Service Provider Fee Disclosures — ERISA § 408(b)(2)
In order to avoid ERISA’s prohibited transaction restrictions, the provision of services between a plan and a service provider must meet the prohibited transaction exemption requirements of ERISA § 408(b)(2). Previously, this generally only required contracts and arrangements between plans and their service providers to relate to necessary services, to include reasonable compensation terms and to be terminable upon relatively short notice. However, in final regulations released by the Department of Labor earlier this year, all such contracts and arrangements between a plan and a covered service provider must meet new, heightened fee disclosure requirements as well.
These new regulations generally apply to service providers that reasonably expect to receive $1,000 or more in direct or indirect compensation under contracts or arrangements with a retirement plan. The regulations require covered service providers to disclose in writing to a plan fiduciary several key terms, including the following:
Fiduciaries of certain investment vehicles must also disclose additional information about each investment contract, product or entity that holds plan assets, including any compensation that will be charged directly against an investment and any annual operating expenses.
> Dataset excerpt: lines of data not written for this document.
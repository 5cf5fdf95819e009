//! Action command handlers.

use crate::app::{App, Prompt};
use crate::input::Command;
use crate::models::AppModule;

/// Handles commands that trigger actions rather than movement.
///
/// Returns `true` if the command was handled.
pub fn handle_misc_command(app: &mut App, cmd: &Command) -> bool {
    match cmd {
        Command::Submit if app.module == AppModule::NeuralNexus => app.submit_chat(),
        Command::OpenGemCreator => app.prompt = Some(Prompt::create_gem()),
        Command::OpenFilePrompt => app.prompt = Some(Prompt::open_file()),
        Command::RemoveFile => app.remove_active_file(),
        Command::CopyContent => app.copy_active_content(),
        Command::SaveContent => {
            app.save_active_content();
        }
        _ => return false,
    }
    true
}

#[cfg(test)]
mod tests {
    use super::*;
    use crate::app::test_support::offline_app;
    use crate::library::FileRecord;

    #[test]
    fn test_open_prompts() {
        let mut app = offline_app();
        handle_misc_command(&mut app, &Command::OpenFilePrompt);
        assert!(matches!(app.prompt, Some(Prompt::OpenFile { .. })));
        handle_misc_command(&mut app, &Command::OpenGemCreator);
        assert!(matches!(app.prompt, Some(Prompt::CreateGem { .. })));
    }

    #[test]
    fn test_submit_outside_nexus_is_unhandled() {
        let mut app = offline_app();
        assert!(!handle_misc_command(&mut app, &Command::Submit));
    }

    #[test]
    fn test_remove_file() {
        let mut app = offline_app();
        app.add_record(FileRecord::from_bytes("a", None, vec![1]));
        handle_misc_command(&mut app, &Command::RemoveFile);
        assert!(app.library.is_empty());
    }
}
Initial disclosures under the regulations must be provided by service providers to existing plans by no later than July 1, 2012. Disclosures must be provided "reasonably in advance" of entering into new contracts and arrangements. Covered service providers must also disclose to plan fiduciaries any change in the information as soon as practicable, but generally no later than 60 days from the date the service provider is informed on the change.
Participant Fee and Investment Disclosures — ERISA § 404(a)(5)
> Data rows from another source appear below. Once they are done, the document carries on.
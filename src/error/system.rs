//! Filesystem and OS integration errors.

use std::fmt;
use std::path::PathBuf;

#[derive(Debug, Clone)]
pub enum SystemError {
    /// File not found.
    FileNotFound { path: PathBuf },

    /// Permission denied for a file operation.
    PermissionDenied { path: PathBuf, operation: String },

    /// Path exists but is a directory.
    IsDirectory { path: PathBuf },

    /// Generic I/O error.
    IoError {
        operation: String,
        path: Option<PathBuf>,
        message: String,
    },

    /// System clipboard unavailable or rejected the write.
    Clipboard { message: String },
}

impl SystemError {
    pub fn user_message(&self) -> String {
        match self {
            SystemError::FileNotFound { path } => {
                format!("File not found: '{}'", path.display())
            }
            SystemError::PermissionDenied { path, operation } => {
                format!("Permission denied: cannot {} '{}'", operation, path.display())
            }
            SystemError::IsDirectory { path } => {
                format!("'{}' is a directory, not a file", path.display())
            }
            SystemError::IoError {
                operation, path, ..
            } => match path {
                Some(p) => format!("Failed to {} '{}'", operation, p.display()),
                None => format!("Failed to {}", operation),
            },
            SystemError::Clipboard { .. } => "Clipboard is not available".to_string(),
        }
    }

    pub fn error_code(&self) -> &'static str {
        match self {
            SystemError::FileNotFound { .. } => "E_SYS_FILE_NOT_FOUND",
            SystemError::PermissionDenied { .. } => "E_SYS_PERM",
            SystemError::IsDirectory { .. } => "E_SYS_IS_DIR",
            SystemError::IoError { .. } => "E_SYS_IO",
            SystemError::Clipboard { .. } => "E_SYS_CLIPBOARD",
        }
    }

    /// Failures caused by what the user typed rather than the machine.
    pub fn is_user_input(&self) -> bool {
        matches!(
            self,
            SystemError::FileNotFound { .. } | SystemError::IsDirectory { .. }
        )
    }
}

impl fmt::Display for SystemError {
    fn fmt(&self, f: &mut fmt::Formatter<'_>) -> fmt::Result {
        match self {
            SystemError::FileNotFound { path } => {
                write!(f, "File not found: {}", path.display())
            }
            SystemError::PermissionDenied { path, operation } => {
                write!(f, "Permission denied ({}): {}", operation, path.display())
            }
            SystemError::IsDirectory { path } => {
                write!(f, "Is a directory: {}", path.display())
            }
            SystemError::IoError {
                operation,
                path,
                message,
            } => match path {
                Some(p) => write!(f, "I/O error during {} on {}: {}", operation, p.display(), message),
                None => write!(f, "I/O error during {}: {}", operation, message),
            },
            SystemError::Clipboard { message } => write!(f, "Clipboard error: {}", message),
        }
    }
}

impl std::error::Error for SystemError {}

/// Map an [`std::io::Error`] to a [`SystemError`], keeping the path if known.
pub fn classify_io_error(err: std::io::Error, path: Option<PathBuf>, operation: &str) -> SystemError {
    use std::io::ErrorKind;

    match (err.kind(), path) {
        (ErrorKind::NotFound, Some(path)) => SystemError::FileNotFound { path },
        (ErrorKind::PermissionDenied, Some(path)) => SystemError::PermissionDenied {
            path,
            operation: operation.to_string(),
        },
        (_, Some(path)) if path.is_dir() => SystemError::IsDirectory { path },
        (_, path) => SystemError::IoError {
            operation: operation.to_string(),
            path,
            message: err.to_string(),
        },
    }
}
In addition to the above described service provider disclosures, the Department of Labor has also released final regulations requiring sponsors of participant directed individual account plans (such as 401(k) and certain 403(b) plans) to provide detailed, annual disclosure notices under ERISA § 404(a)(5) to all plan participants on or before the date that they may first direct their investment accounts. For calendar year plans, an initial notice must be given to participants by August 30, 2012, and then annually thereafter.
This notice generally requires disclosure of plan administrative and individual fee and expense information (e.g., plan loan origination fees or qualified domestic relations order processing fees), the fees and expenses associated with individual investment options (e.g., annual operating expenses, transfer fees or redemption fees), any restrictions on transfer or withdrawal associated with an investment option, information about any target-date or so-called lifecycle investment funds available under the plan, and detailed information about the performance of the plan’s various investment options. Required investment information includes multiple-year average annual return and benchmark return information for each investment option provided in a comparative chart format.
In addition to this annual disclosure, the new regulations also require plan sponsors to ensure that participants receive quarterly statements detailing any actual fees charged to their individual investment accounts in the prior quarter, beginning no later than November 14, 2012.
For additional information regarding the Department of Labor’s new service provider or participant disclosure requirements or for assistance in reviewing your existing service provider contracts and participant disclosure documents, please contact the Gibson Dunn attorney with whom you work or one of the following Gibson Dunn employee benefits attorneys:
Stephen W. Fackler – Palo Alto (650-849-5385, [email protected])
David Schiller – Dallas (214-698-3205, [email protected])
Michael J. Collins – Washington, D.C. (202-887-3551, [email protected])
Sean Feller – Los Angeles (213-229-7579, [email protected])
Krista Hanvey – Dallas (214-698-3425, [email protected])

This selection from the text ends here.